Она повернулась к нам спиной и с силой вогнала лопату в землю. Мать озадаченно глянула на нее, словно не зная, похвалить или выругать. Маша и Прошка раскланялись и ушли. Я отыскал еще одну лопату и стал рядом с отчимом. Но Денис отвлек меня в сторону. Сунув руку в карман холщовых штанов, он достал две конфеты и протянул мне.
– Возьми, для тебя сберег.
Я взял одну конфету.
– А купил на сдачу с плащаницы господней?
– Угу, – подтвердил Денис, сунув оставшуюся конфету в рот. – За четыре копейки – четыре гривенника. Чистых тридцать шесть копеек.
Я похвалил брата. В конце концов это не так уж много в сравнении с тем, что заработали на воскресении христовом церковники.
*
Мать завязала в платок хлеб, картошку, лук. Но я недовольно возразил. Не хватало еще с харчами путаться. Не за тридевять земель отправляюсь. Десять верст каких-то. Мигом отмахаю. И к обеду дома буду.
Однако мать настояла на своем.
– Мало ли что? Не ровен час… – И горестно вздохнула. – Вон ты какой оборвыш! Бродяга с большой дороги! Ну как не признают за своего и задержут? Наголодуешься, покуда разберутся. – Она сунула мне в руки узелок. – Даже рубашка полинялая. Постирать бы ту, крепкую. Да откуда ж было знать-то? Не предупредил, что пойдешь показываться…
Выглядел я и в самом деле неказисто. Старые опорки, штаны в латках, куцый, потрепанный пиджачишко. Но бродягой все же не казался себе. Да еще с большой дороги. Тут уж мать пересолила. Другие ребята не лучше одевались. Только богатые в сукно да сатин рядились.
А отчим не разделил ни моей беззаботности, ни опасений матери.
– Еда не беда. В дороге не обременит. Сказано: идешь на день – берешь хлеба на неделю. А что до оборвыша… Не все золото, что блестит. Бывает: на штанах – заплата, а ума – палата…
Я бодро шагал по накатанной дороге и думал о прихотях судьбы. Почти два месяца страх перед матерью зажимал мне рот. А когда я все же открыл его, был тут же избит и выброшен.

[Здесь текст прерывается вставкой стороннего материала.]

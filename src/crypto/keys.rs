//! Master key generation and the on-disk key file.
//!
//! The master key is 32 random bytes stored raw in a single file with
//! owner-only permissions.  There is no password and no recovery path:
//! losing the key file makes the vault permanently unreadable.

use std::fs::{self, OpenOptions};
use std::io::{ErrorKind, Write};
use std::path::Path;

use rand::rngs::OsRng;
use rand::TryRngCore;
use zeroize::Zeroize;

use crate::errors::{HostVaultError, Result};

/// Length of the master key in bytes (256 bits).
pub const KEY_LEN: usize = 32;

/// A wrapper around the 32-byte master key that automatically zeroes
/// its memory when dropped.
#[derive(Zeroize)]
#[zeroize(drop)]
pub struct MasterKey {
    bytes: [u8; KEY_LEN],
}

impl MasterKey {
    /// Create a new `MasterKey` from raw bytes.
    pub fn new(bytes: [u8; KEY_LEN]) -> Self {
        Self { bytes }
    }

    /// Access the raw key bytes (e.g. to pass to the codec).
    pub fn as_bytes(&self) -> &[u8; KEY_LEN] {
        &self.bytes
    }
}

impl std::fmt::Debug for MasterKey {
    fn fmt(&self, f: &mut std::fmt::Formatter<'_>) -> std::fmt::Result {
        f.write_str("MasterKey(..)")
    }
}

/// Generate a fresh master key from the operating system's CSPRNG.
pub fn generate_master_key() -> Result<MasterKey> {
    let mut bytes = [0u8; KEY_LEN];
    OsRng
        .try_fill_bytes(&mut bytes)
        .map_err(|e| HostVaultError::Entropy(e.to_string()))?;
    let key = MasterKey::new(bytes);
    bytes.zeroize();
    Ok(key)
}

/// Write `key` to `path` with owner-only permissions.
///
/// The file is opened with `create_new`, so an existing key is never
/// replaced; that case returns `MasterKeyExists`.
pub fn save_master_key(path: &Path, key: &MasterKey) -> Result<()> {
    if let Some(parent) = path.parent() {
        if !parent.as_os_str().is_empty() && !parent.exists() {
            fs::create_dir_all(parent)?;
        }
    }

    let mut options = OpenOptions::new();
    options.write(true).create_new(true);
    #[cfg(unix)]
    {
        use std::os::unix::fs::OpenOptionsExt;
        options.mode(0o600);
    }

    let mut file = match options.open(path) {
        Ok(file) => file,
        Err(e) if e.kind() == ErrorKind::AlreadyExists => {
            return Err(HostVaultError::MasterKeyExists(path.to_path_buf()));
        }
        Err(e) => return Err(e.into()),
    };

    // A half-written key file would brick the vault, so drop it on failure.
    if let Err(e) = file.write_all(key.as_bytes()).and_then(|()| file.sync_all()) {
        drop(file);
        let _ = fs::remove_file(path);
        return Err(e.into());
    }

    tracing::debug!(path = %path.display(), "master key written");
    Ok(())
}

/// Read the master key from `path`.
///
/// A missing file is `MasterKeyNotFound`, the normal "not initialized"
/// signal.  A file of the wrong length is treated as corrupt.
pub fn load_master_key(path: &Path) -> Result<MasterKey> {
    let mut data = match fs::read(path) {
        Ok(data) => data,
        Err(e) if e.kind() == ErrorKind::NotFound => {
            return Err(HostVaultError::MasterKeyNotFound(path.to_path_buf()));
        }
        Err(e) => return Err(e.into()),
    };

    if data.len() != KEY_LEN {
        let len = data.len();
        data.zeroize();
        return Err(HostVaultError::CorruptData(format!(
            "master key must be exactly {KEY_LEN} bytes, got {len}"
        )));
    }

    let mut bytes = [0u8; KEY_LEN];
    bytes.copy_from_slice(&data);
    data.zeroize();
    let key = MasterKey::new(bytes);
    bytes.zeroize();
    Ok(key)
}

/// Load the master key, generating and saving one first if none exists.
///
/// Returns the key and whether it was freshly created.
pub fn load_or_create_master_key(path: &Path) -> Result<(MasterKey, bool)> {
    match load_master_key(path) {
        Ok(key) => Ok((key, false)),
        Err(HostVaultError::MasterKeyNotFound(_)) => {
            let key = generate_master_key()?;
            match save_master_key(path, &key) {
                Ok(()) => Ok((key, true)),
                // Another process won the race; use its key.
                Err(HostVaultError::MasterKeyExists(_)) => Ok((load_master_key(path)?, false)),
                Err(e) => Err(e),
            }
        }
        Err(e) => Err(e),
    }
}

Несколько дней отверженным скрывался в чужом сарае. И вот нате вам – перемена. Да еще какая! Секретарь ячейки. Руководитель организации. Среди хуторян – разговоры. Даже уважение. И дома – что-то похожее на гордость. Мать хоть и вздыхает, но не сердится. А отчим улыбается еще шире и добрее. Лишь Нюрка по-прежнему фыркает. Ну и пусть фыркает. Пройдет время, и она переменится. Обязательно переменится. И даже погордится братом. Об этом я уж как-нибудь позабочусь.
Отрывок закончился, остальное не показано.